Тем не менее, применительно к нашей темной теме, за обоими надо признать качества, позволившие им остаться в истории и пребывать на вершине созданной ими пищевой пирамиды: рассчитывать, выжидать, обыгрывать, убеждать, принуждать, растлевать и использовать, очаровывая и околдовывая весьма проницательных людей до неспособности разглядеть, что перед ними вурдалак в образе феи. Борис Баженов, бывший секретарем Сталина, на книгу которого я ссылался, приводит замечательный эпизод из истории прихода Сталина к власти, в канувшем во мрак ирреальном мире заседаний, резолюций, постановлений, рукоплесканий и предательств, фантастического цинизма, лжи и паучьей свирепости: «Пока речи идут на этих высотах (Троцкого надо вольтировать в низ колоды, после того, как огласили завещание Ильича – авт..), Сталин молчит и сосет свою трубку. Собственно говоря, его мнение Зиновьеву и Каменеву не интересно ─ они убеждены, что в вопросах политической стратегии мнение Сталина интереса вообще не представляет. Но Каменев человек очень вежливый и тактичный. Поэтому он говорит: «А вы, товарищ Сталин, что вы думаете по этому вопросу?» ─ «А, ─ говорит товарищ Сталин, ─ по какому именно вопросу?» (Действительно, вопросов было поднято много). Каменев, стараясь снизойти до уровня Сталина, говорит: «А вот по вопросу, как завоевать большинство в партии». ─ «Знаете, товарищи, ─ говорит Сталин, ─ что я думаю по этому поводу: я считаю, что совершенно неважно, кто и как будет в партии голосовать; но вот что чрезвычайно важно, это ─ кто и как будет считать голоса». Даже Каменев, который уже должен знать Сталина, выразительно откашливается».
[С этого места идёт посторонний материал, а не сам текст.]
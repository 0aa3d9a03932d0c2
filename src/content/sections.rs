//! Labeled body sections
//!
//! Some collections write their body as labeled blocks instead of prose:
//!
//! ```text
//! geez: first line of the verse
//! second line
//! meaning:
//! the translation
//! reference: Psalm 23
//! ማስታወሻ: a memorial note
//! ```
//!
//! Parsing is a line-oriented state machine over trimmed lines. A label
//! switches the current section (text after the label on the same line
//! starts it); other non-empty lines append to the current section. Lines
//! before the first label belong to no section and are dropped.

/// A recognized section
#[derive(Debug, Clone, Copy, PartialEq, Eq)]
pub enum Section {
    Geez,
    Meaning,
    Reference,
    Memorial,
}

impl Section {
    const ALL: [Section; 4] = [
        Section::Geez,
        Section::Meaning,
        Section::Reference,
        Section::Memorial,
    ];

    /// Line prefix that opens this section
    pub fn label(self) -> &'static str {
        match self {
            Section::Geez => "geez:",
            Section::Meaning => "meaning:",
            Section::Reference => "reference:",
            Section::Memorial => "ማስታወሻ:",
        }
    }

    /// Match a trimmed line against the labels; returns the rest of the line
    fn open(line: &str) -> Option<(Section, &str)> {
        Section::ALL
            .iter()
            .find_map(|s| line.strip_prefix(s.label()).map(|rest| (*s, rest.trim())))
    }
}

/// Parsed sections; each holds `\n`-joined trimmed lines
#[derive(Debug, Clone, Default, PartialEq, Eq)]
pub struct Sections {
    pub geez: String,
    pub meaning: String,
    pub reference: String,
    pub memorial: String,
}

impl Sections {
    /// Split a body into sections
    pub fn parse(body: &str) -> Self {
        let mut sections = Self::default();
        let mut current: Option<Section> = None;

        for line in body.split('\n') {
            let line = line.trim();

            if let Some((section, rest)) = Section::open(line) {
                current = Some(section);
                if !rest.is_empty() {
                    // A label restarts its section
                    *sections.get_mut(section) = rest.to_string();
                }
                continue;
            }

            if line.is_empty() {
                continue;
            }

            if let Some(section) = current {
                let text = sections.get_mut(section);
                if !text.is_empty() {
                    text.push('\n');
                }
                text.push_str(line);
            }
        }

        sections
    }

    pub fn get(&self, section: Section) -> &str {
        match section {
            Section::Geez => &self.geez,
            Section::Meaning => &self.meaning,
            Section::Reference => &self.reference,
            Section::Memorial => &self.memorial,
        }
    }

    fn get_mut(&mut self, section: Section) -> &mut String {
        match section {
            Section::Geez => &mut self.geez,
            Section::Meaning => &mut self.meaning,
            Section::Reference => &mut self.reference,
            Section::Memorial => &mut self.memorial,
        }
    }
}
Сталин возвращает Горького в 1928 году, впереди большие дела, громадье планов: надо провести Новую революцию 1929-1934 года, коллективизацию и индустриализацию, раскулачивание, использование труда заключенных, опробовать на «троцкистах» и на Бухарине его идеи массовых расстрелов и принудительного труда, нужны политические процессы, надо искоренять вредителей, расстреливать с 12 лет, и всемирно признанного писателя, живущего и поправляющего здоровье на деньги партии за рубежом, ждут Москва, самая низменная, мерзостная работа ─ и золотая клетка в особняке Рябушинского, у Никитских ворот.
Продолжение следует.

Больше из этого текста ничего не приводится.